Here is a sample of the actual code for your viewing pleasure (and as you can see... not much to it. The real trick is how they got it in there):
Since a number of folks have mentioned it, here is what I have checked (and by checked I mean I looked around the time the files were modified for any weirdness and I grepped the files for POST statements and directory traversals:
- access_log (nothing around the time except normal (i.e. excessive) msn bot traffic)
- error_log (nothing but the usual file does not exist errors for innocuous looking files)
- ssl_log (nothing but the usual)
- messages_log (no FTP access in here except for me)
UPDATE:* OK, solved it.

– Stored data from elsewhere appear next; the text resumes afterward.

mod api;
mod metrics;
mod state;

use std::net::SocketAddr;
use std::path::PathBuf;
use std::sync::Arc;

use anyhow::{Context, Result};
use sha2::{Digest, Sha256};
use tokio::signal;
use tracing::{error, info};
use tracing_subscriber::{layer::SubscriberExt, util::SubscriberInitExt};

use batchline_core::{
    load_config, validate_config, BatchProcessor, BatchWorker, MemoryTicketStore,
    ProcessorRegistry, RequestDispatcher, TicketStore,
};

use api::create_router;
use state::AppState;

#[tokio::main]
async fn main() {
    if let Err(e) = run().await {
        error!("Fatal error: {}", e);
        std::process::exit(1);
    }
}

async fn run() -> Result<()> {
    // Initialize logging
    tracing_subscriber::registry()
        .with(
            tracing_subscriber::EnvFilter::try_from_default_env()
                .unwrap_or_else(|_| "info,tower_http=debug".into()),
        )
        .with(tracing_subscriber::fmt::layer())
        .init();

    // Determine config path
    let config_path = std::env::var("BATCHLINE_CONFIG")
        .map(PathBuf::from)
        .unwrap_or_else(|_| PathBuf::from("config.toml"));

    // Load configuration
    info!("Loading configuration from {:?}", config_path);
    let config = load_config(&config_path)
        .with_context(|| format!("Failed to load config from {:?}", config_path))?;

    // Validate configuration
    validate_config(&config).context("Configuration validation failed")?;

    info!("Configuration loaded successfully");
    info!("Processor backend: {}", config.processor.backend);
    info!("Batch size: {}", config.worker.batch_size);

    // Log config hash so deployments can tell configs apart
    let config_json = serde_json::to_string(&config).unwrap_or_default();
    let config_hash = format!("{:x}", Sha256::digest(config_json.as_bytes()));
    info!("Config hash: {}", &config_hash[..16]);

    // Create the ticket store
    let ticket_store: Arc<dyn TicketStore> = Arc::new(MemoryTicketStore::new());
    info!("Ticket store initialized");

    // Build the processor from the registry
    let registry = ProcessorRegistry::with_builtins();
    let processor = registry
        .build(&config.processor)
        .context("Failed to create processor")?;
    info!("Using processor: {}", processor.name());

    // Create the worker; the loop itself starts lazily on first submission
    let worker = Arc::new(BatchWorker::new(
        config.worker.clone(),
        Arc::clone(&ticket_store),
        processor,
    ));

    // Create the dispatcher
    let dispatcher = Arc::new(RequestDispatcher::new(
        Arc::clone(&ticket_store),
        Arc::clone(&worker),
    ));

    // Create app state
    let state = Arc::new(AppState::new(config.clone(), dispatcher));

    // Create router
    let app = create_router(state);

    // Start server
    let addr = SocketAddr::new(config.server.host, config.server.port);
    info!("Starting server on {}", addr);

    let listener = tokio::net::TcpListener::bind(addr)
        .await
        .with_context(|| format!("Failed to bind to {}", addr))?;

    // Run server with graceful shutdown
    axum::serve(listener, app)
        .with_graceful_shutdown(shutdown_signal())
        .await
        .context("Server error")?;

    info!("Server shutting down...");

    Ok(())
}

/// Wait for shutdown signal (Ctrl+C or SIGTERM)
async fn shutdown_signal() {
    let ctrl_c = async {
        signal::ctrl_c()
            .await
            .expect("Failed to install Ctrl+C handler");
    };

    #[cfg(unix)]
    let terminate = async {
        signal::unix::signal(signal::unix::SignalKind::terminate())
            .expect("Failed to install SIGTERM handler")
            .recv()
            .await;
    };

    #[cfg(not(unix))]
    let terminate = std::future::pending::<()>();

    tokio::select! {
        _ = ctrl_c => {},
        _ = terminate => {},
    }
}
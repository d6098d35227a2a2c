//! Worker configuration.

use serde::{Deserialize, Serialize};

/// Configuration for the batch worker.
#[derive(Debug, Clone, Serialize, Deserialize)]
pub struct WorkerConfig {
    /// Number of tickets drained per loop iteration. Must be at least 1.
    ///
    /// The processor is always invoked with exactly this many inputs;
    /// undersized batches are padded by repeating the first entry.
    #[serde(default = "default_batch_size")]
    pub batch_size: usize,
}

fn default_batch_size() -> usize {
    1
}

impl Default for WorkerConfig {
    fn default() -> Self {
        Self {
            batch_size: default_batch_size(),
        }
    }
}

#[cfg(test)]
mod tests {
    use super::*;

    #[test]
    fn test_default_config() {
        let config = WorkerConfig::default();
        assert_eq!(config.batch_size, 1);
    }

    #[test]
    fn test_deserialize() {
        let toml = r#"
            batch_size = 8
        "#;
        let config: WorkerConfig = toml::from_str(toml).unwrap();
        assert_eq!(config.batch_size, 8);
    }
}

Hackers from China had physically placed a file in our site that allows them to do all manner of administrative things (database access, delete and create files and dirs, you name it, they had access). We were lucky they didn't do something more destructive. There was nothing in the normal apache log files but I found a different set of log files in a web server log analyzer and the evidence was in there. They were accessing this file with their own admin username and password and then editing whatever they needed right there on the server. Their file has "apache" set as the user while all other files on our site have a different user name. Now I need to figure out how they physically got this file onto our system. I suspect blame for this will eventually rest with our web host (Media Temple), unless they actually had our FTP login... not sure how I will determine that, however, as this file has probably been there for a while.